Endostatin, a biological active fragment of the extracellular matrix protein collagen XVIII, is known to interfere with cellular motility in the context of pathological angiogenesis. However, the physiological role of endostatin remains largely elusive. Recent evidence suggested that the inhibitor is produced in human decidual cells of early pregnancy, indicating that endostatin could be involved in diverse reproductive processes, such as implantation and/or placental differentiation. To gain more insights into the role of endostatin, we here analyzed its effects on trophoblast motility, proliferation, and signaling using purified primary trophoblasts, first-trimester villous explant cultures, and trophoblastic SGHPL-5 cells. In vitro Transwell assays demonstrated that purified endostatin inhibited both basal and IGF-II-induced migration and invasion as well as outgrowth from villous explant cultures. In contrast, basal and IGF-II-stimulated proliferation was unaffected upon addition of the inhibitor. Analyses of IGF-II-associated downstream signaling events showed that endostatin interfered with activation of various signaling kinases such as ERK1/2, protein kinase B (Akt)/mammalian target of rapamycin/p70 S6 kinase, and focal adhesion kinase.
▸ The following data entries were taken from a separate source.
//! Validation utilities for the Salon POS inventory
//!
//! Input checks run before anything is written: quantities, product fields and
//! the business date of a transaction.

use chrono::{DateTime, NaiveDate, NaiveDateTime, NaiveTime, TimeZone, Utc};
use thiserror::Error;

use crate::models::TransactionType;

/// Largest quantity accepted for a single transaction or opening balance
pub const MAX_QUANTITY: i64 = 1_000_000;

pub const MAX_PRODUCT_NAME_LEN: usize = 200;

pub const MAX_REFERENCE_LEN: usize = 100;

// ============================================================================
// Quantity Validations
// ============================================================================

/// Turn a user-entered quantity into the signed ledger delta for `transaction_type`.
///
/// Purchases, sales and consumption take a positive magnitude and derive the
/// sign from the type. Adjustments are already signed and may be zero, which
/// records a recount without moving stock.
pub fn quantity_delta(transaction_type: TransactionType, quantity: i64) -> Result<i64, &'static str> {
    if quantity.unsigned_abs() > MAX_QUANTITY as u64 {
        return Err("Quantity exceeds the maximum allowed");
    }

    match transaction_type {
        TransactionType::Adjustment => Ok(quantity),
        _ if quantity == 0 => Err("Quantity must be non-zero"),
        _ if quantity < 0 => Err("Quantity must be positive"),
        TransactionType::Purchase => Ok(quantity),
        TransactionType::Sale | TransactionType::Consumption => Ok(-quantity),
    }
}

/// Check that a stored delta is consistent with its transaction type
pub fn validate_delta(transaction_type: TransactionType, delta: i64) -> Result<(), &'static str> {
    if delta.unsigned_abs() > MAX_QUANTITY as u64 {
        return Err("Quantity exceeds the maximum allowed");
    }

    match transaction_type {
        TransactionType::Adjustment => Ok(()),
        _ if delta == 0 => Err("Quantity must be non-zero"),
        TransactionType::Purchase if delta < 0 => Err("Purchase must increase stock"),
        TransactionType::Sale | TransactionType::Consumption if delta > 0 => {
            Err("Sale and consumption must decrease stock")
        }
        _ => Ok(()),
    }
}

// ============================================================================
// Product Validations
// ============================================================================

pub fn validate_product_name(name: &str) -> Result<(), &'static str> {
    let trimmed = name.trim();
    if trimmed.is_empty() {
        return Err("Product name is required");
    }
    if trimmed.chars().count() > MAX_PRODUCT_NAME_LEN {
        return Err("Product name must be at most 200 characters");
    }
    Ok(())
}

pub fn validate_opening_stock(opening_stock: i64) -> Result<(), &'static str> {
    if opening_stock < 0 {
        return Err("Opening stock cannot be negative");
    }
    if opening_stock > MAX_QUANTITY {
        return Err("Opening stock exceeds the maximum allowed");
    }
    Ok(())
}

pub fn validate_low_stock_threshold(threshold: i64) -> Result<(), &'static str> {
    if threshold < 0 {
        return Err("Low stock threshold cannot be negative");
    }
    if threshold > MAX_QUANTITY {
        return Err("Low stock threshold exceeds the maximum allowed");
    }
    Ok(())
}

/// Validate a POS order reference
pub fn validate_reference(reference: &str) -> Result<(), &'static str> {
    let trimmed = reference.trim();
    if trimmed.is_empty() {
        return Err("Reference cannot be empty");
    }
    if trimmed.chars().count() > MAX_REFERENCE_LEN {
        return Err("Reference must be at most 100 characters");
    }
    Ok(())
}

// ============================================================================
// Date Validations
// ============================================================================

/// Errors raised while reading a transaction date
#[derive(Debug, Clone, PartialEq, Eq, Error)]
pub enum DateError {
    #[error("unparsable transaction date: {0:?}")]
    Unparsable(String),

    #[error("transaction date {date} is more than {max_days} days from now")]
    OutOfRange { date: DateTime<Utc>, max_days: i64 },
}

/// Parse a transaction date.
///
/// Accepts RFC 3339 timestamps, `YYYY-MM-DD HH:MM:SS` / `YYYY-MM-DDTHH:MM:SS`
/// (read as UTC) and the date-only forms `YYYY-MM-DD` and `DD/MM/YYYY`, which
/// resolve to midnight UTC.
pub fn parse_transaction_date(input: &str) -> Result<DateTime<Utc>, DateError> {
    let trimmed = input.trim();

    if let Ok(parsed) = DateTime::parse_from_rfc3339(trimmed) {
        return Ok(parsed.with_timezone(&Utc));
    }

    for format in ["%Y-%m-%d %H:%M:%S", "%Y-%m-%dT%H:%M:%S"] {
        if let Ok(naive) = NaiveDateTime::parse_from_str(trimmed, format) {
            return Ok(Utc.from_utc_datetime(&naive));
        }
    }

    for format in ["%Y-%m-%d", "%d/%m/%Y"] {
        if let Ok(date) = NaiveDate::parse_from_str(trimmed, format) {
            return Ok(Utc.from_utc_datetime(&date.and_time(NaiveTime::MIN)));
        }
    }

    Err(DateError::Unparsable(trimmed.to_string()))
}

/// Reject dates further than `max_days` from `now` in either direction
pub fn validate_date_distance(
    date: DateTime<Utc>,
    now: DateTime<Utc>,
    max_days: i64,
) -> Result<(), DateError> {
    if (date - now).num_days().abs() > max_days {
        return Err(DateError::OutOfRange { date, max_days });
    }
    Ok(())
}

/// Resolve an optional user-supplied date; a missing date means "now"
pub fn resolve_transaction_date(
    input: Option<&str>,
    now: DateTime<Utc>,
    max_days: i64,
) -> Result<DateTime<Utc>, DateError> {
    let date = match input {
        Some(raw) => parse_transaction_date(raw)?,
        None => now,
    };
    validate_date_distance(date, now, max_days)?;
    Ok(date)
}

#[cfg(test)]
mod tests {
    use super::*;
    use chrono::Duration;

    // ========================================================================
    // Quantity Validation Tests
    // ========================================================================

    #[test]
    fn test_quantity_delta_signs() {
        assert_eq!(quantity_delta(TransactionType::Purchase, 10), Ok(10));
        assert_eq!(quantity_delta(TransactionType::Sale, 5), Ok(-5));
        assert_eq!(quantity_delta(TransactionType::Consumption, 2), Ok(-2));
        assert_eq!(quantity_delta(TransactionType::Adjustment, -4), Ok(-4));
    }

    #[test]
    fn test_quantity_delta_rejects_zero_except_adjustment() {
        assert!(quantity_delta(TransactionType::Purchase, 0).is_err());
        assert!(quantity_delta(TransactionType::Sale, 0).is_err());
        assert!(quantity_delta(TransactionType::Consumption, 0).is_err());
        assert_eq!(quantity_delta(TransactionType::Adjustment, 0), Ok(0));
    }

    #[test]
    fn test_quantity_delta_rejects_negative_magnitude() {
        assert!(quantity_delta(TransactionType::Purchase, -1).is_err());
        assert!(quantity_delta(TransactionType::Sale, -1).is_err());
    }

    #[test]
    fn test_quantity_delta_rejects_huge_values() {
        assert!(quantity_delta(TransactionType::Purchase, MAX_QUANTITY + 1).is_err());
        assert!(quantity_delta(TransactionType::Adjustment, -MAX_QUANTITY - 1).is_err());
        assert!(quantity_delta(TransactionType::Purchase, MAX_QUANTITY).is_ok());
    }

    #[test]
    fn test_validate_delta() {
        assert!(validate_delta(TransactionType::Purchase, 3).is_ok());
        assert!(validate_delta(TransactionType::Purchase, -3).is_err());
        assert!(validate_delta(TransactionType::Sale, 3).is_err());
        assert!(validate_delta(TransactionType::Consumption, 0).is_err());
        assert!(validate_delta(TransactionType::Adjustment, 0).is_ok());
    }

    // ========================================================================
    // Product Validation Tests
    // ========================================================================

    #[test]
    fn test_validate_product_name() {
        assert!(validate_product_name("Keratin Shampoo 500ml").is_ok());
        assert!(validate_product_name("   ").is_err());
        assert!(validate_product_name(&"x".repeat(201)).is_err());
        assert!(validate_product_name(&"x".repeat(200)).is_ok());
    }

    #[test]
    fn test_validate_opening_stock_and_threshold() {
        assert!(validate_opening_stock(0).is_ok());
        assert!(validate_opening_stock(-1).is_err());
        assert!(validate_low_stock_threshold(3).is_ok());
        assert!(validate_low_stock_threshold(-3).is_err());
    }

    #[test]
    fn test_validate_reference() {
        assert!(validate_reference("ORD-2025-0042").is_ok());
        assert!(validate_reference("").is_err());
        assert!(validate_reference(&"9".repeat(101)).is_err());
    }

    // ========================================================================
    // Date Validation Tests
    // ========================================================================

    #[test]
    fn test_parse_rfc3339() {
        let parsed = parse_transaction_date("2025-09-02T06:09:41.364Z").unwrap();
        assert_eq!(parsed, Utc.with_ymd_and_hms(2025, 9, 2, 6, 9, 41).unwrap() + Duration::milliseconds(364));

        let offset = parse_transaction_date("2025-09-02T11:30:00+05:30").unwrap();
        assert_eq!(offset, Utc.with_ymd_and_hms(2025, 9, 2, 6, 0, 0).unwrap());
    }

    #[test]
    fn test_parse_date_only_forms_resolve_to_midnight() {
        let midnight = Utc.with_ymd_and_hms(2025, 9, 2, 0, 0, 0).unwrap();
        assert_eq!(parse_transaction_date("2025-09-02").unwrap(), midnight);
        assert_eq!(parse_transaction_date("02/09/2025").unwrap(), midnight);
        assert_eq!(parse_transaction_date(" 2025-09-02 ").unwrap(), midnight);
    }

    #[test]
    fn test_parse_naive_datetime() {
        let expected = Utc.with_ymd_and_hms(2025, 9, 2, 14, 15, 0).unwrap();
        assert_eq!(parse_transaction_date("2025-09-02 14:15:00").unwrap(), expected);
        assert_eq!(parse_transaction_date("2025-09-02T14:15:00").unwrap(), expected);
    }

    #[test]
    fn test_parse_rejects_garbage() {
        assert!(matches!(parse_transaction_date("yesterday"), Err(DateError::Unparsable(_))));
        assert!(matches!(parse_transaction_date(""), Err(DateError::Unparsable(_))));
        assert!(matches!(parse_transaction_date("2025-02-30"), Err(DateError::Unparsable(_))));
    }

    #[test]
    fn test_date_distance() {
        let now = Utc.with_ymd_and_hms(2025, 10, 1, 12, 0, 0).unwrap();
        assert!(validate_date_distance(now - Duration::days(3650), now, 3650).is_ok());
        assert!(matches!(
            validate_date_distance(now - Duration::days(3651), now, 3650),
            Err(DateError::OutOfRange { .. })
        ));
        assert!(validate_date_distance(now + Duration::days(3651), now, 3650).is_err());
    }

    #[test]
    fn test_resolve_defaults_to_now() {
        let now = Utc.with_ymd_and_hms(2025, 10, 1, 12, 0, 0).unwrap();
        assert_eq!(resolve_transaction_date(None, now, 10).unwrap(), now);
        assert!(resolve_transaction_date(Some("1999-01-01"), now, 10).is_err());
    }
}
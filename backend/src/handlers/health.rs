//! Health check handlers

use axum::{extract::State, Json};
use serde::Serialize;

use crate::AppState;

#[derive(Serialize)]
pub struct HealthResponse {
    pub status: String,
    pub version: String,
    pub storage: String,
}

/// Health check endpoint handler
pub async fn health_check(State(state): State<AppState>) -> Json<HealthResponse> {
    let storage = match state.store.ping().await {
        Ok(()) => "connected".to_string(),
        Err(err) => {
            tracing::warn!("Storage ping failed: {}", err);
            "disconnected".to_string()
        }
    };

    Json(HealthResponse {
        status: "healthy".to_string(),
        version: env!("CARGO_PKG_VERSION").to_string(),
        storage,
    })
}
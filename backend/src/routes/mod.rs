//! Route definitions for the salon stock server

use axum::{
    routing::{delete, get, post, put},
    Router,
};

use crate::{handlers, AppState};

/// Create API routes
pub fn api_routes() -> Router<AppState> {
    Router::new()
        .route("/health", get(handlers::health_check))
        .nest("/products", product_routes())
        .nest("/transactions", transaction_routes())
        .route(
            "/orders/:reference/transactions",
            delete(handlers::delete_order_transactions),
        )
        .route("/recover", post(handlers::recover_all))
}

/// Product registry, reporting and recovery routes
fn product_routes() -> Router<AppState> {
    Router::new()
        .route("/", get(handlers::list_products).post(handlers::create_product))
        .route("/low-stock", get(handlers::low_stock_products))
        .route("/:product_id", get(handlers::get_product))
        .route("/:product_id/ledger", get(handlers::get_ledger))
        .route("/:product_id/stock-flow", get(handlers::get_stock_flow))
        .route("/:product_id/verify", get(handlers::verify_product))
        .route("/:product_id/recover", post(handlers::recover_product))
}

/// Stock transaction routes
fn transaction_routes() -> Router<AppState> {
    Router::new()
        .route("/", post(handlers::record_transaction))
        .route(
            "/:entry_id",
            put(handlers::edit_transaction).delete(handlers::delete_transaction),
        )
}
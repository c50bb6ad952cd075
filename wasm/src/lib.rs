//! WebAssembly module for the salon POS stock screens
//!
//! Provides client-side computation for:
//! - Transaction date classification
//! - Stock level labels
//! - Replay previews of draft transactions before they are submitted

use chrono::{DateTime, Utc};
use serde::{Deserialize, Serialize};
use uuid::Uuid;
use wasm_bindgen::prelude::*;

// Re-export shared types for use in JavaScript
pub use shared::models::*;
pub use shared::reconcile::*;
pub use shared::types::*;
pub use shared::validation::*;

/// Initialize the WASM module
#[wasm_bindgen(start)]
pub fn init() {
    // Set up panic hook for better error messages in browser console
    #[cfg(feature = "console_error_panic_hook")]
    console_error_panic_hook::set_once();
}

fn parse_date(raw: &str) -> Result<DateTime<Utc>, JsValue> {
    parse_transaction_date(raw).map_err(|e| JsValue::from_str(&e.to_string()))
}

/// Classify a transaction date relative to `now` as "current", "historical" or "future"
#[wasm_bindgen]
pub fn classify_transaction_date(transaction_date: &str, now: &str) -> Result<String, JsValue> {
    let classification = classify(parse_date(transaction_date)?, parse_date(now)?);
    Ok(classification.to_string())
}

/// Label shown next to a product's stock figure
#[wasm_bindgen]
pub fn stock_level_label(current_stock: i64, threshold: i64) -> String {
    match StockLevel::from_stock(current_stock, threshold) {
        StockLevel::Low => format!("Low Stock ({})", current_stock),
        level => level.to_string(),
    }
}

/// A transaction typed into the POS but not yet submitted
#[derive(Debug, Deserialize)]
struct DraftLine {
    transaction_type: TransactionType,
    quantity: i64,
    transaction_date: String,
}

#[derive(Debug, Serialize)]
struct PreviewLine {
    /// Position of the line in the submitted array
    line: usize,
    classification: Classification,
    stock_at_transaction: i64,
}

/// Replay draft lines from `opening_stock` and return each line's resulting
/// stock, in ledger order, as JSON
#[wasm_bindgen]
pub fn preview_replay(lines_json: &str, opening_stock: i64, now: &str) -> Result<String, JsValue> {
    let lines: Vec<DraftLine> = serde_json::from_str(lines_json)
        .map_err(|e| JsValue::from_str(&format!("Invalid lines JSON: {}", e)))?;
    let now = parse_date(now)?;

    let mut entries = Vec::with_capacity(lines.len());
    for (line, draft) in lines.into_iter().enumerate() {
        let delta = quantity_delta(draft.transaction_type, draft.quantity)
            .map_err(|e| JsValue::from_str(&format!("Line {}: {}", line, e)))?;
        entries.push(LedgerEntry {
            id: Uuid::from_u128(line as u128 + 1),
            product_id: Uuid::nil(),
            transaction_type: draft.transaction_type,
            transaction_date: parse_date(&draft.transaction_date)?,
            quantity_delta: delta,
            stock_at_transaction: 0,
            created_at: now,
            seq: line as i64,
            classification: Classification::Current,
            reference: None,
            notes: None,
        });
    }

    let mut ledger = ProductLedger::new(Uuid::nil(), opening_stock, entries);
    ledger
        .rebuild(now)
        .map_err(|e| JsValue::from_str(&e.to_string()))?;

    let preview: Vec<PreviewLine> = ledger
        .entries()
        .iter()
        .map(|e| PreviewLine {
            line: e.seq as usize,
            classification: e.classification,
            stock_at_transaction: e.stock_at_transaction,
        })
        .collect();

    serde_json::to_string(&preview).map_err(|e| JsValue::from_str(&e.to_string()))
}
Furthermore, virus-mediated, stable gene silencing of Akt1 in SGHPL-5 cells using a micro-RNA-adapted short hairpin RNA-expressing plasmid revealed that endostatin-mediated inhibition of IGF-II-induced Akt phosphorylation was critically dependent on the expression of the particular isoform. In conclusion, the data suggest that endostatin could be a physiological inhibitor of IGF-II-dependent trophoblast cell motility by suppressing focal adhesion kinase/Akt/mammalian target of rapamycin/p70 S6 kinase signaling.